Aim of the task: Among the records below, how many lines contain the word "filename"? The answer is a single number.

Saved entries
· · ·

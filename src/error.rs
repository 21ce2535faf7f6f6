//! Error types and handling.

use thiserror::Error;

/// Application-wide error type
#[derive(Error, Debug)]
pub enum AppError {
    /// HTTP request failed
    #[error("HTTP error: {0}")]
    Http(#[from] reqwest::Error),

    /// Proxy answered with a non-success status
    #[error("Proxy returned {status} for {url}")]
    Status { status: reqwest::StatusCode, url: String },

    /// Session token could not be decoded
    #[error("Invalid session token: {0}")]
    Token(#[from] jsonwebtoken::errors::Error),

    /// URL could not be parsed or joined
    #[error("Invalid URL: {0}")]
    Url(#[from] url::ParseError),

    /// Data parsing error
    #[error("Parse error: {0}")]
    Parse(String),

    /// Configuration error
    #[error("Config error: {0}")]
    Config(String),

    /// File I/O error
    #[error("IO error: {0}")]
    Io(#[from] std::io::Error),

    /// Validation error
    #[error("Validation error: {0}")]
    Validation(String),

    /// Record not found
    #[error("Not found: {0}")]
    NotFound(String),

    /// Background task panicked or was aborted
    #[error("Task failed: {0}")]
    TaskFailed(String),
}

impl From<crate::config::ConfigError> for AppError {
    fn from(err: crate::config::ConfigError) -> Self {
        Self::config(err.to_string())
    }
}

/// Result type alias for AppError
pub type Result<T> = std::result::Result<T, AppError>;

impl AppError {
    /// Create a parse error with message
    pub fn parse(msg: impl Into<String>) -> Self {
        Self::Parse(msg.into())
    }

    /// Create a config error with message
    pub fn config(msg: impl Into<String>) -> Self {
        Self::Config(msg.into())
    }

    /// Create a validation error with message
    pub fn validation(msg: impl Into<String>) -> Self {
        Self::Validation(msg.into())
    }

    /// Create a not found error with message
    pub fn not_found(msg: impl Into<String>) -> Self {
        Self::NotFound(msg.into())
    }
}
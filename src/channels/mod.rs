//! Channel abstraction for message I/O.

pub mod channel;
pub mod cli;
pub mod dispatch;

pub use channel::*;
pub use cli::CliChannel;
pub use dispatch::{run_channel, save_document};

· · ·

Task solution: 2